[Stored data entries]
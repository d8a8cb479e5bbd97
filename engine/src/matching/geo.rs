//! Great-circle donor selection.

use crate::matching::cooldown::is_eligible;
use crate::types::{ApprovalStatus, BloodRequirement, Donor, GeoPoint};
use chrono::NaiveDate;

/// Mean Earth radius, kilometres
pub const EARTH_RADIUS_KM: f64 = 6371.0;

/// Notification radius, kilometres
pub const MATCH_RADIUS_KM: f64 = 30.0;

/// Haversine distance in kilometres between two points given in degrees.
#[must_use]
pub fn haversine_km(from: GeoPoint, to: GeoPoint) -> f64 {
    let phi1 = from.lat.to_radians();
    let phi2 = to.lat.to_radians();
    let d_phi = (to.lat - from.lat).to_radians();
    let d_lambda = (to.lng - from.lng).to_radians();

    let a = (d_phi / 2.0).sin().powi(2) + phi1.cos() * phi2.cos() * (d_lambda / 2.0).sin().powi(2);
    EARTH_RADIUS_KM * 2.0 * a.sqrt().atan2((1.0 - a).sqrt())
}

/// A qualifying donor and its distance from the request
#[derive(Clone, Copy, Debug, PartialEq)]
pub struct Candidate<'a> {
    /// The donor
    pub donor: &'a Donor,
    /// Great-circle distance from the request, kilometres
    pub distance_km: f64,
}

/// Donors that qualify for a request at `origin`.
///
/// A donor qualifies when it is approved, has a usable coordinate, its blood
/// group satisfies `requirement`, it is not cooling down on `today` and it
/// lies within `radius_km` (inclusive). Each donor appears at most once; the
/// order follows `donors`.
#[must_use]
pub fn find_candidates<'a>(
    origin: GeoPoint,
    requirement: BloodRequirement,
    donors: &'a [Donor],
    radius_km: f64,
    today: NaiveDate,
) -> Vec<Candidate<'a>> {
    let Some(origin) = GeoPoint::located(origin.lat, origin.lng) else {
        tracing::debug!("Request has no usable coordinate, no donors matched");
        return Vec::new();
    };

    donors
        .iter()
        .filter(|donor| donor.status == ApprovalStatus::Approved)
        .filter(|donor| requirement.accepts(donor.blood_group))
        .filter(|donor| {
            let eligible = is_eligible(donor.cooldown_until, today);
            if !eligible {
                tracing::debug!(donor = %donor.email, cooldown_until = ?donor.cooldown_until, "Skipping donor on cooldown");
            }
            eligible
        })
        .filter_map(|donor| {
            let position = donor.position()?;
            let distance_km = haversine_km(origin, position);
            (distance_km <= radius_km).then_some(Candidate { donor, distance_km })
        })
        .collect()
}

#[cfg(test)]
#[allow(clippy::unwrap_used)]
mod tests {
    use super::*;
    use crate::types::{BloodType, Email, RecordId};
    use chrono::{DateTime, Utc};
    use proptest::prelude::*;

    fn today() -> NaiveDate {
        "2025-01-01".parse().unwrap()
    }

    fn donor_at(email: &str, blood_group: BloodType, lat: f64, lng: f64) -> Donor {
        Donor {
            id: RecordId::new(email),
            name: email.to_string(),
            contact: "555-0100".to_string(),
            email: Email::from(email),
            blood_group,
            location: String::new(),
            lat,
            lng,
            age_confirmed: true,
            status: ApprovalStatus::Approved,
            total_donations: 0,
            lives_saved: 0,
            last_donation: None,
            cooldown_until: None,
            created_at: DateTime::<Utc>::default(),
        }
    }

    /// Point `distance_km` from `origin` along `bearing_deg`.
    fn destination(origin: GeoPoint, bearing_deg: f64, distance_km: f64) -> GeoPoint {
        let delta = distance_km / EARTH_RADIUS_KM;
        let theta = bearing_deg.to_radians();
        let phi1 = origin.lat.to_radians();
        let lambda1 = origin.lng.to_radians();
        let phi2 = (phi1.sin() * delta.cos() + phi1.cos() * delta.sin() * theta.cos()).asin();
        let lambda2 = lambda1
            + (theta.sin() * delta.sin() * phi1.cos()).atan2(delta.cos() - phi1.sin() * phi2.sin());
        GeoPoint::new(phi2.to_degrees(), lambda2.to_degrees())
    }

    #[test]
    fn known_city_distance() {
        // Bengaluru to Chennai, roughly 290 km
        let d = haversine_km(GeoPoint::new(12.9716, 77.5946), GeoPoint::new(13.0827, 80.2707));
        assert!((d - 290.2).abs() < 1.0, "got {d}");
        assert!(haversine_km(GeoPoint::new(10.0, 10.0), GeoPoint::new(10.0, 10.0)).abs() < 1e-9);
    }

    #[test]
    fn filters_on_approval_blood_type_cooldown_and_location() {
        let origin = GeoPoint::new(12.9716, 77.5946);
        let near = destination(origin, 45.0, 5.0);

        let mut pending = donor_at("pending@x.org", BloodType::OPositive, near.lat, near.lng);
        pending.status = ApprovalStatus::Pending;
        let mut cooling = donor_at("cooling@x.org", BloodType::OPositive, near.lat, near.lng);
        cooling.cooldown_until = Some(today());
        let donors = vec![
            donor_at("match@x.org", BloodType::OPositive, near.lat, near.lng),
            donor_at("wrongtype@x.org", BloodType::AbNegative, near.lat, near.lng),
            donor_at("nolocation@x.org", BloodType::OPositive, 0.0, 0.0),
            pending,
            cooling,
        ];

        let found = find_candidates(
            origin,
            BloodRequirement::Exact(BloodType::OPositive),
            &donors,
            MATCH_RADIUS_KM,
            today(),
        );
        let emails: Vec<_> = found.iter().map(|c| c.donor.email.as_str()).collect();
        assert_eq!(emails, vec!["match@x.org"]);
        assert!((found[0].distance_km - 5.0).abs() < 0.01);
    }

    #[test]
    fn wildcard_matches_any_blood_group() {
        let origin = GeoPoint::new(40.0, -74.0);
        let near = destination(origin, 180.0, 10.0);
        let donors = vec![
            donor_at("a@x.org", BloodType::APositive, near.lat, near.lng),
            donor_at("b@x.org", BloodType::ONegative, near.lat, near.lng),
        ];

        let found = find_candidates(origin, BloodRequirement::Any, &donors, MATCH_RADIUS_KM, today());
        assert_eq!(found.len(), 2);
    }

    #[test]
    fn request_without_location_matches_nobody() {
        let donors = vec![donor_at("a@x.org", BloodType::APositive, 1.0, 1.0)];
        let found = find_candidates(
            GeoPoint::new(0.0, 0.0),
            BloodRequirement::Any,
            &donors,
            MATCH_RADIUS_KM,
            today(),
        );
        assert!(found.is_empty());
    }

    #[test]
    fn radius_boundary_is_inclusive() {
        let origin = GeoPoint::new(51.5, -0.12);
        let edge = destination(origin, 90.0, 30.0);
        let donors = vec![donor_at("edge@x.org", BloodType::BPositive, edge.lat, edge.lng)];
        let exact = haversine_km(origin, edge);

        let found = find_candidates(origin, BloodRequirement::Any, &donors, exact, today());
        assert_eq!(found.len(), 1);

        let found = find_candidates(origin, BloodRequirement::Any, &donors, exact - 1e-9, today());
        assert!(found.is_empty());
    }

    proptest! {
        #[test]
        fn inside_radius_included_outside_excluded(
            lat in 5.0f64..60.0,
            lng in 5.0f64..170.0,
            bearing in 0.0f64..360.0,
            inside in 0.01f64..29.9,
            outside in 30.1f64..200.0,
        ) {
            let origin = GeoPoint::new(lat, lng);
            let near = destination(origin, bearing, inside);
            let far = destination(origin, bearing, outside);
            let donors = vec![
                donor_at("near@x.org", BloodType::OPositive, near.lat, near.lng),
                donor_at("far@x.org", BloodType::OPositive, far.lat, far.lng),
            ];

            let found = find_candidates(
                origin,
                BloodRequirement::Exact(BloodType::OPositive),
                &donors,
                MATCH_RADIUS_KM,
                today(),
            );
            prop_assert_eq!(found.len(), 1);
            prop_assert_eq!(found[0].donor.email.as_str(), "near@x.org");
        }
    }
}
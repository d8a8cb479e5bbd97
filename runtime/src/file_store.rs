//! JSON file record store.
//!
//! Each table lives in `<dir>/<table>.json` as a pretty-printed JSON array.
//! A missing file is an empty table. Saves write a sibling temp file and
//! rename it over the table file, so readers never observe a half-written
//! table.

use bloodbridge_core::record_store::{Record, RecordStore, RecordStoreError, Table};
use std::future::Future;
use std::io::ErrorKind;
use std::path::{Path, PathBuf};
use std::pin::Pin;

/// Record store backed by one JSON file per table.
#[derive(Debug, Clone)]
pub struct JsonFileStore {
    dir: PathBuf,
}

impl JsonFileStore {
    /// Store tables under `dir`. The directory is created on first save.
    #[must_use]
    pub fn new(dir: impl Into<PathBuf>) -> Self {
        Self { dir: dir.into() }
    }

    /// Directory holding the table files
    #[must_use]
    pub fn dir(&self) -> &Path {
        &self.dir
    }

    /// Path of `table`'s file
    #[must_use]
    pub fn path(&self, table: Table) -> PathBuf {
        self.dir.join(format!("{}.json", table.name()))
    }

    async fn read_table(&self, table: Table) -> Result<Vec<Record>, RecordStoreError> {
        let path = self.path(table);
        let bytes = match tokio::fs::read(&path).await {
            Ok(bytes) => bytes,
            Err(e) if e.kind() == ErrorKind::NotFound => {
                tracing::debug!(%table, path = %path.display(), "Table file missing, treating as empty");
                return Ok(Vec::new());
            },
            Err(e) => {
                return Err(RecordStoreError::Io {
                    table,
                    message: e.to_string(),
                });
            },
        };

        if bytes.iter().all(u8::is_ascii_whitespace) {
            return Ok(Vec::new());
        }

        serde_json::from_slice::<Vec<Record>>(&bytes).map_err(|e| {
            tracing::error!(%table, path = %path.display(), error = %e, "Table file is corrupt");
            RecordStoreError::Corrupt {
                table,
                message: e.to_string(),
            }
        })
    }

    async fn write_table(&self, table: Table, records: Vec<Record>) -> Result<(), RecordStoreError> {
        let io = |e: std::io::Error| RecordStoreError::Io {
            table,
            message: e.to_string(),
        };

        tokio::fs::create_dir_all(&self.dir).await.map_err(io)?;

        let body = serde_json::to_vec_pretty(&records).map_err(|e| RecordStoreError::Io {
            table,
            message: e.to_string(),
        })?;

        let path = self.path(table);
        let tmp = path.with_extension("json.tmp");
        tokio::fs::write(&tmp, body).await.map_err(io)?;
        tokio::fs::rename(&tmp, &path).await.map_err(io)?;

        tracing::trace!(%table, records = records.len(), "Table file replaced");
        Ok(())
    }
}

impl RecordStore for JsonFileStore {
    fn load(
        &self,
        table: Table,
    ) -> Pin<Box<dyn Future<Output = Result<Vec<Record>, RecordStoreError>> + Send + '_>> {
        Box::pin(self.read_table(table))
    }

    fn save(
        &self,
        table: Table,
        records: Vec<Record>,
    ) -> Pin<Box<dyn Future<Output = Result<(), RecordStoreError>> + Send + '_>> {
        Box::pin(self.write_table(table, records))
    }
}
#[cfg(test)]
#[allow(clippy::unwrap_used)]
mod tests {
    use super::*;
    use serde_json::json;

    #[test]
    fn emails_are_normalized() {
        assert_eq!(Email::from("  Jane.Doe@Example.COM ").as_str(), "jane.doe@example.com");
        assert_eq!(Email::parse("   "), None);

        let email: Email = serde_json::from_value(json!("ME@X.ORG")).unwrap();
        assert_eq!(email, Email::from("me@x.org"));
    }

    #[test]
    fn blood_types_use_conventional_labels() {
        assert_eq!(serde_json::to_value(BloodType::AbNegative).unwrap(), json!("AB-"));
        assert_eq!("o+".parse::<BloodType>().unwrap(), BloodType::OPositive);
        assert!("C+".parse::<BloodType>().is_err());
    }

    #[test]
    fn requirement_wildcard_accepts_every_type() {
        let any: BloodRequirement = serde_json::from_value(json!("Any")).unwrap();
        assert!(BloodType::ALL.into_iter().all(|t| any.accepts(t)));

        let exact: BloodRequirement = serde_json::from_value(json!("B-")).unwrap();
        assert!(exact.accepts(BloodType::BNegative));
        assert!(!exact.accepts(BloodType::BPositive));
        assert_eq!(serde_json::to_value(exact).unwrap(), json!("B-"));
    }

    #[test]
    fn zero_coordinates_mean_no_location() {
        assert!(GeoPoint::located(0.0, 0.0).is_none());
        assert!(GeoPoint::located(12.9, 0.0).is_none());
        assert!(GeoPoint::located(f64::NAN, 77.5).is_none());
        assert!(GeoPoint::located(12.9, 77.5).is_some());
    }

    #[test]
    fn request_status_keeps_persisted_spelling() {
        assert_eq!(serde_json::to_value(RequestStatus::PendingAdmin).unwrap(), json!("Pending_Admin"));
        assert_eq!(serde_json::to_value(RequestSource::HospitalStaff).unwrap(), json!("hospital_staff"));
    }

    #[test]
    fn malformed_cooldown_date_fails_open() {
        let donor: Donor = serde_json::from_value(json!({
            "id": "d1",
            "name": "Asha",
            "contact": "555",
            "email": "asha@example.com",
            "bloodGroup": "O+",
            "location": "Pune",
            "status": "Approved",
            "cooldownUntil": "next spring",
            "createdAt": "2025-01-01T00:00:00Z"
        }))
        .unwrap();

        assert_eq!(donor.cooldown_until, None);
        assert_eq!(donor.total_donations, 0);
        assert!(donor.position().is_none());
    }

    #[test]
    fn donor_dates_of_any_shape_do_not_break_the_table() {
        let donor = |cooldown: serde_json::Value, last: serde_json::Value| {
            json!({
                "id": "d1",
                "name": "Asha",
                "contact": "555",
                "email": "asha@example.com",
                "bloodGroup": "O+",
                "location": "Pune",
                "status": "Approved",
                "lastDonation": last,
                "cooldownUntil": cooldown,
                "createdAt": "2025-01-01T00:00:00Z"
            })
        };
        let table: Vec<Donor> = serde_json::from_value(json!([
            donor(json!(20_250_401), json!(true)),
            donor(json!({"date": "2025-04-01"}), json!("yesterday")),
            donor(json!("2025-04-01T10:30:00Z"), json!(" 2025-01-01 ")),
            donor(json!(null), json!(null)),
        ]))
        .unwrap();

        assert_eq!(table.len(), 4);
        assert_eq!(table[0].cooldown_until, None);
        assert_eq!(table[0].last_donation, None);
        assert_eq!(table[1].cooldown_until, None);
        assert_eq!(table[1].last_donation, None);
        assert_eq!(table[2].cooldown_until, NaiveDate::from_ymd_opt(2025, 4, 1));
        assert_eq!(table[2].last_donation, NaiveDate::from_ymd_opt(2025, 1, 1));
        assert_eq!(table[3].cooldown_until, None);
    }
}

▸ **WORK REQUIRED**: Each line of the data above containing the string "impl" is to be copied.

▸ **TASK RESPONSE**:
impl JsonFileStore {
    pub fn new(dir: impl Into<PathBuf>) -> Self {
impl RecordStore for JsonFileStore {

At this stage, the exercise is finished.